When they were gone, Pat stood up and looked at the great rose. He had never seen how beautiful it was--a haystack of green leaves and nearly cov
ered with white roses. "It is pretty," he said. "And it's like a nice house in Vermont. It's like a Vermont house, and--well, it is pretty, a pretty bush." Then, as though he had seen through the bush and through the wall, a vision of the parlor came to him. He went quickly back to his work among the berries, struggling to put the house out of his mind. But Mae's words came back to him over and over again, "It must be pretty inside." Pat wondered what a Vermont house looked like inside. John Whiteside's solid and grand house he knew, and, with the rest of the valley, he had admired the plush comfort of Bert Munroe's house, but a pretty house he had never seen, that is, a house he could really call pretty. In his mind he went over all the houses he knew and not one of them was what Mae must have meant. He remembered a picture in a magazine, a room with a polished floor and white woodwork and a staircase; it might have been Mt. Vernon. That picture had impressed him. Perhaps that was what Mae meant.

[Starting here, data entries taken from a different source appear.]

//! End-to-end dataset preparation.
//!
//! Raw observations -> duplicate filter -> co-occurrence table -> band split
//! and cluster split -> encoded rows plus metadata.

use std::collections::{BTreeMap, BTreeSet};

use log::info;
use rand::Rng;
use serde::{Deserialize, Serialize};

use crate::bands::{Band, BandMembership, BandReport, BandSplitter};
use crate::cluster::{ClusterId, ClusterSplitter, ClusterSummary, SplitAssignment, SplitLabel};
use crate::dedup::{DuplicateFilter, DuplicateReport};
use crate::error::Result;
use crate::overlap::{OverlapColumns, OverlapGraphBuilder, TaxonCounts};
use crate::progress::{NoopProgress, PipelinePhase, ProgressCallback};
use crate::vocabulary::{TaxonIds, TaxonVocabulary};
use crate::{ensure_finite_coordinates, ensure_unique_ids, Observation, SplitConfig};

/// One observation with every derived column.
#[derive(Debug, Clone, PartialEq, Serialize, Deserialize)]
pub struct DatasetRow {
    pub observation: Observation,
    pub overlap: OverlapColumns,
    pub split: SplitAssignment,
    /// One entry per band, indexed like `Dataset::bands`
    pub bands: Vec<BandMembership>,
    pub taxon_ids: TaxonIds,
}

/// Dataset-level summaries persisted next to the table.
#[derive(Debug, Clone, PartialEq, Serialize, Deserialize)]
pub struct DatasetMetadata {
    pub train_clusters: BTreeMap<ClusterId, ClusterSummary>,
    pub test_clusters: BTreeMap<ClusterId, ClusterSummary>,
    pub initial_test_fraction: f64,
    pub test_fraction: f64,
    pub relabeled_clusters: Vec<ClusterId>,
    pub counts: TaxonCounts,
    pub vocabulary: TaxonVocabulary,
    pub removed_species: BTreeSet<String>,
    pub duplicates: DuplicateReport,
    pub bands: Vec<BandReport>,
    pub config: SplitConfig,
}

/// Output of [`build_dataset`].
#[derive(Debug, Clone)]
pub struct Dataset {
    pub rows: Vec<DatasetRow>,
    pub bands: Vec<Band>,
    pub metadata: DatasetMetadata,
}

impl Dataset {
    pub fn len(&self) -> usize {
        self.rows.len()
    }

    pub fn is_empty(&self) -> bool {
        self.rows.is_empty()
    }

    /// Rows with the given cluster split label.
    pub fn rows_with_label(&self, label: SplitLabel) -> impl Iterator<Item = &DatasetRow> {
        self.rows.iter().filter(move |r| r.split.label == label)
    }
}

/// Build the full dataset.
///
/// `rng` drives cluster rebalancing only; seed it from `config.seed` for
/// reproducible output.
pub fn build_dataset<R: Rng + ?Sized>(
    observations: Vec<Observation>,
    config: &SplitConfig,
    rng: &mut R,
) -> Result<Dataset> {
    build_dataset_with_progress(observations, config, rng, &NoopProgress)
}

/// Build the full dataset, reporting phase progress.
pub fn build_dataset_with_progress<R: Rng + ?Sized>(
    observations: Vec<Observation>,
    config: &SplitConfig,
    rng: &mut R,
    progress: &dyn ProgressCallback,
) -> Result<Dataset> {
    config.validate()?;
    ensure_unique_ids(&observations)?;
    ensure_finite_coordinates(&observations)?;
    let band_splitter = BandSplitter::from_config(config)?;

    info!(
        "[Pipeline] Building dataset from {} observations (radius {} m, exclusion {} m)",
        observations.len(),
        config.overlap_radius(),
        config.exclusion_distance_m
    );

    progress.on_phase(PipelinePhase::Deduplicating, 1);
    let (observations, duplicates) = DuplicateFilter::from_config(config).filter(observations);
    progress.on_progress();

    progress.on_phase(PipelinePhase::FindingOverlaps, 1);
    let table = OverlapGraphBuilder::from_config(config)
        .build(observations)?
        .filter(config.species_threshold);
    progress.on_progress();

    progress.on_phase(PipelinePhase::BandSplitting, 1);
    let band_split = band_splitter.split(&table.observations)?;
    progress.on_progress();

    progress.on_phase(PipelinePhase::Clustering, 1);
    let cluster_split = ClusterSplitter::from_config(config).split(&table, rng)?;
    progress.on_progress();

    progress.on_phase(PipelinePhase::Encoding, table.len() as u32);
    let vocabulary = TaxonVocabulary::from_observations(&table.observations);

    let metadata = DatasetMetadata {
        train_clusters: cluster_split.summaries(SplitLabel::Train),
        test_clusters: cluster_split.summaries(SplitLabel::Test),
        initial_test_fraction: cluster_split.initial_test_fraction,
        test_fraction: cluster_split.test_fraction(),
        relabeled_clusters: cluster_split.relabeled.clone(),
        counts: table.counts.clone(),
        vocabulary: vocabulary.clone(),
        removed_species: table.removed_species.clone(),
        duplicates,
        bands: band_split.reports,
        config: config.clone(),
    };

    let rows: Vec<DatasetRow> = table
        .observations
        .into_iter()
        .zip(table.overlaps)
        .zip(cluster_split.assignments)
        .zip(band_split.membership)
        .map(|(((observation, overlap), split), bands)| {
            let taxon_ids = vocabulary.encode(&observation, &overlap);
            progress.on_progress();
            DatasetRow {
                observation,
                overlap,
                split,
                bands,
                taxon_ids,
            }
        })
        .collect();

    info!(
        "[Pipeline] {} rows: {} train clusters, {} test clusters ({:.2}% test), {} bands",
        rows.len(),
        metadata.train_clusters.len(),
        metadata.test_clusters.len(),
        metadata.test_fraction * 100.0,
        band_split.bands.len()
    );

    Ok(Dataset {
        rows,
        bands: band_split.bands,
        metadata,
    })
}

He wished he could see the postcard of the Vermont house, but if he asked to see it, they would know he had been listening. As he thought of it, Pat became obsessed with a desire to see a pretty house that looked like this. He put his hoe away and walked in front of his house. Truly the rose was marvelous. It dropped a canopy over the porch, hung awnings of white stars over the closed windows. Pat wondered why he had never noticed it before.

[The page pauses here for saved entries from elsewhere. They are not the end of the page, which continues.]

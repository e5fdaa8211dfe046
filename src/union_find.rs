//! Union-Find over an arena of observation indices.
//!
//! Observations are addressed by their position in the table, so the
//! structure is two flat vectors rather than a graph of heap nodes.
//! Used to discover co-occurrence clusters (connected components of the
//! overlap graph).

/// Disjoint-set forest with path compression and union by rank.
#[derive(Debug, Clone)]
pub struct UnionFind {
    parent: Vec<usize>,
    rank: Vec<u8>,
}

impl UnionFind {
    /// Create `n` singleton sets, one per index in `0..n`.
    pub fn new(n: usize) -> Self {
        Self {
            parent: (0..n).collect(),
            rank: vec![0; n],
        }
    }

    /// Number of elements (not sets).
    pub fn len(&self) -> usize {
        self.parent.len()
    }

    pub fn is_empty(&self) -> bool {
        self.parent.is_empty()
    }

    /// Find the root of `x`, compressing the path on the way.
    pub fn find(&mut self, x: usize) -> usize {
        let mut root = x;
        while self.parent[root] != root {
            root = self.parent[root];
        }

        let mut current = x;
        while self.parent[current] != root {
            let next = self.parent[current];
            self.parent[current] = root;
            current = next;
        }

        root
    }

    /// Merge the sets containing `a` and `b`.
    ///
    /// Returns `false` if they were already in the same set.
    pub fn union(&mut self, a: usize, b: usize) -> bool {
        let root_a = self.find(a);
        let root_b = self.find(b);
        if root_a == root_b {
            return false;
        }

        match self.rank[root_a].cmp(&self.rank[root_b]) {
            std::cmp::Ordering::Less => self.parent[root_a] = root_b,
            std::cmp::Ordering::Greater => self.parent[root_b] = root_a,
            std::cmp::Ordering::Equal => {
                self.parent[root_b] = root_a;
                self.rank[root_a] += 1;
            }
        }
        true
    }

    /// Check whether `a` and `b` are in the same set.
    pub fn connected(&mut self, a: usize, b: usize) -> bool {
        self.find(a) == self.find(b)
    }

    /// All sets, in discovery order.
    ///
    /// Sets are ordered by their smallest member and members are sorted
    /// ascending, so the output is deterministic regardless of union order.
    pub fn components(&mut self) -> Vec<Vec<usize>> {
        let n = self.len();
        let mut slot_of_root: Vec<Option<usize>> = vec![None; n];
        let mut components: Vec<Vec<usize>> = Vec::new();

        for i in 0..n {
            let root = self.find(i);
            match slot_of_root[root] {
                Some(slot) => components[slot].push(i),
                None => {
                    slot_of_root[root] = Some(components.len());
                    components.push(vec![i]);
                }
            }
        }

        components
    }
}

That night he did something he couldn't have contemplated before. At the Munroe door, he broke an engagement to spend an evening in company. "There's some business in Salinas I've got to attend to," he explained. "I stand to lose some money if I don't go right in."
In Salinas he went straight to the public library. "Have you got any pictures of Vermont houses--pretty ones?" he asked the librarian.
"You'll probably find some in the magazines. Come! I'll show you where to look."
They had to warn him when the library was about to close. He had found pictures of interiors, but of interiors he had never imagined. The rooms were built on a plan; each decoration, each piece of furniture, even the floors and walls were related, were a part of the plan. Some deep and instinctive feeling in him for arrangement, for color and line, had responded to the pictures. He hadn't known rooms could be like that--all in one piece. Every room he had ever seen was the result of a gradual and accidental accumulation. Aunt Sophie sent a vase, father bought a chair. They put a stove in the fireplace because it threw more heat; the Sperry Flour Company issued a big calendar and mother had its picture framed; a mail order house advertised a new kind of lamp. That was the way rooms were assembled. But in the pictures someone had an idea, and everything in the room was a part of the idea. Just before the library closed he came upon two pictures side by side. One showed a room like those he knew, and right beside it was another picture of the same room with all the clutter gone, and with the idea in it. It didn't look like the same place at all. For the first time in his life, Pat was anxious to go home. He wanted to lie in his bed and to think, for a strange new idea was squirming into being in the back of his mind.